L’exemple du multiculturalisme allemand nous est présenté en modèle, par un article récent du magazine en ligne Le Temps [3], comme l’image de la tolérance. On prend l’exemple du voile pour, nous dit-on, en dédramatiser la question en France, parce qu’il serait porté sans restriction outre-Rhin dans l’indifférence. On notera que la journaliste qui nous en vante les mérites, oublie de nous préciser que ce modèle de société divisée en communautés est le produit d’une identité nationale fondée sur le sang et la race, où le mélange des populations n’est souhaité ni par les uns ni par les autres. Cette tolérance tant vantée, n’a rien empêché quant à la multiplication des attentats en Allemagne, que l’on ne peut détacher d’un islamisme qui galope à l’abri du multiculturalisme. On rappellera que Madame Merkel, et Monsieur Cameron lorsqu’il était à la tête de la Grande-Bretagne, ont chacun fait le bilan de l’échec du multiculturalisme [4], incapable d’unir les composantes de leur société, de la souder, et même constatant qu’il la divisait, au risque de tous les dangers.

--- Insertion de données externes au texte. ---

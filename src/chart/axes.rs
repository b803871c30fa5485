//! Axis rendering: tick generation and painting for both axes.
//!
//! The time axis sits at the bottom with year-formatted ticks (10 of them on
//! wide charts, 5 on narrow ones); the duration axis sits on the left with up
//! to 10 ticks. Ticks are 5 px long with 8 px label padding.

use chrono::{DateTime, Datelike, TimeZone, Utc};
use egui::{Align2, FontId, Painter, Pos2, Stroke, pos2};

use super::{AXIS_COLOR, CAPTION_COLOR, CHART_HEIGHT, MARGIN};
use crate::scale::ChartScales;

const TICK_LEN: f32 = 5.0;
const TICK_PADDING: f32 = 8.0;

/// Evenly spaced ticks over `[min, max]` using 1-2-5 steps, at most `target`
/// of them. A collapsed domain yields the single value.
pub fn linear_ticks(min: f64, max: f64, target: usize) -> Vec<f64> {
    if !(max > min) {
        return vec![min];
    }
    let range = max - min;
    let base = 10f64.powf(range.log10().floor());
    let step = [0.1, 0.2, 0.5, 1.0, 2.0, 5.0, 10.0]
        .iter()
        .map(|m| m * base)
        .find(|step| range / step <= target as f64)
        .unwrap_or(range);

    let mut ticks = Vec::new();
    let mut value = (min / step).ceil() * step;
    while value <= max + step * 1e-9 {
        ticks.push(value);
        value += step;
    }
    ticks
}

/// Calendar years to label between two epoch-second bounds, at most `target`
/// of them, stepped by a whole number of years.
pub fn year_ticks(min_ts: f64, max_ts: f64, target: usize) -> Vec<i32> {
    let min_year = year_of(min_ts);
    let max_year = year_of(max_ts);
    if max_year <= min_year {
        return vec![min_year];
    }
    let span = (max_year - min_year) as usize;
    let step = [1, 2, 5, 10, 20, 25, 50, 100]
        .into_iter()
        .find(|s| span / s <= target)
        .unwrap_or(span) as i32;

    let mut first = min_year.div_euclid(step) * step;
    if first < min_year {
        first += step;
    }
    (0..)
        .map(|i| first + i * step)
        .take_while(|y| *y <= max_year)
        .collect()
}

fn year_of(ts: f64) -> i32 {
    DateTime::<Utc>::from_timestamp(ts as i64, 0)
        .map(|d| d.year())
        .unwrap_or(1970)
}

/// Epoch seconds of January 1st of `year`.
pub fn year_start_ts(year: i32) -> f64 {
    Utc.with_ymd_and_hms(year, 1, 1, 0, 0, 0)
        .single()
        .map(|d| d.timestamp() as f64)
        .unwrap_or(0.0)
}

fn format_duration_tick(value: f64) -> String {
    if value.fract().abs() < 1e-9 {
        format!("{value:.0}")
    } else {
        format!("{value:.1}")
    }
}

/// Paint both axes, their ticks, and the captions. `origin` is the chart
/// rect's top-left corner in screen space; all geometry below is chart-local.
pub fn draw(painter: &Painter, origin: Pos2, width: f32, scales: &ChartScales) {
    let at = |x: f32, y: f32| pos2(origin.x + x, origin.y + y);
    let stroke = Stroke::new(1.0, AXIS_COLOR);
    let font = FontId::proportional(12.0);

    // Time axis along the bottom.
    let baseline = CHART_HEIGHT - MARGIN;
    painter.line_segment([at(MARGIN, baseline), at(width - MARGIN, baseline)], stroke);
    let (t0, t1) = scales.time.domain();
    let target = if width > 500.0 { 10 } else { 5 };
    for year in year_ticks(t0, t1, target) {
        let ts = year_start_ts(year);
        if ts < t0 || ts > t1 {
            continue;
        }
        let x = scales.time.project(ts);
        painter.line_segment([at(x, baseline), at(x, baseline + TICK_LEN)], stroke);
        painter.text(
            at(x, baseline + TICK_LEN + TICK_PADDING),
            Align2::CENTER_TOP,
            year.to_string(),
            font.clone(),
            AXIS_COLOR,
        );
    }
    painter.text(
        at(width / 2.0 - 100.0, CHART_HEIGHT - 10.0),
        Align2::LEFT_BOTTOM,
        "Year when first visible",
        font.clone(),
        CAPTION_COLOR,
    );

    // Duration axis along the left.
    painter.line_segment([at(MARGIN, MARGIN), at(MARGIN, baseline)], stroke);
    let (d0, d1) = scales.duration.domain();
    for tick in linear_ticks(d0, d1, 10) {
        let y = scales.duration.project(tick);
        painter.line_segment([at(MARGIN - TICK_LEN, y), at(MARGIN, y)], stroke);
        painter.text(
            at(MARGIN - TICK_LEN - TICK_PADDING, y),
            Align2::RIGHT_CENTER,
            format_duration_tick(tick),
            font.clone(),
            AXIS_COLOR,
        );
    }

    // Rotated caption alongside the duration axis.
    let galley = painter.layout_no_wrap(
        "Duration first time (Seconds)".to_string(),
        font,
        CAPTION_COLOR,
    );
    let mut caption = egui::epaint::TextShape::new(
        at(20.0, CHART_HEIGHT / 2.0 + 100.0),
        galley,
        CAPTION_COLOR,
    );
    caption.angle = -std::f32::consts::FRAC_PI_2;
    painter.add(caption);
}

#[cfg(test)]
mod tests {
    use super::*;

    #[test]
    fn linear_ticks_cover_domain_without_exceeding_target() {
        let ticks = linear_ticks(5.0, 100.0, 10);
        assert!(ticks.len() <= 11);
        assert!(ticks.first().unwrap() >= &5.0);
        assert!(ticks.last().unwrap() <= &100.0);
    }

    #[test]
    fn linear_ticks_collapsed_domain() {
        assert_eq!(linear_ticks(42.0, 42.0, 10), vec![42.0]);
    }

    #[test]
    fn year_ticks_single_year_span() {
        let a = year_start_ts(1999);
        assert_eq!(year_ticks(a, a, 10), vec![1999]);
    }

    #[test]
    fn year_ticks_decade_span_stays_within_target() {
        let ticks = year_ticks(year_start_ts(2004), year_start_ts(2015), 10);
        assert!(ticks.len() <= 12);
        assert_eq!(*ticks.first().unwrap(), 2004);
        assert_eq!(*ticks.last().unwrap(), 2014);
    }
}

La République égalitaire, un modèle de liberté pour tous et universel
La République égalitaire de la France est une chance au regard de ces pays, parce qu’elle favorise le mélange à considérer d’abord les individus comme des égaux, par-delà leurs différences. Elle est une chance, car elle donne à tous la possibilité de vivre libre en ne prédisposant personne à rejoindre une communauté d’assignation culturelle ou religieuse. Elle est une chance, car elle protège chacun dans ses droits, contre toute privatisation de ceux-ci par un groupe quel qu’il soit.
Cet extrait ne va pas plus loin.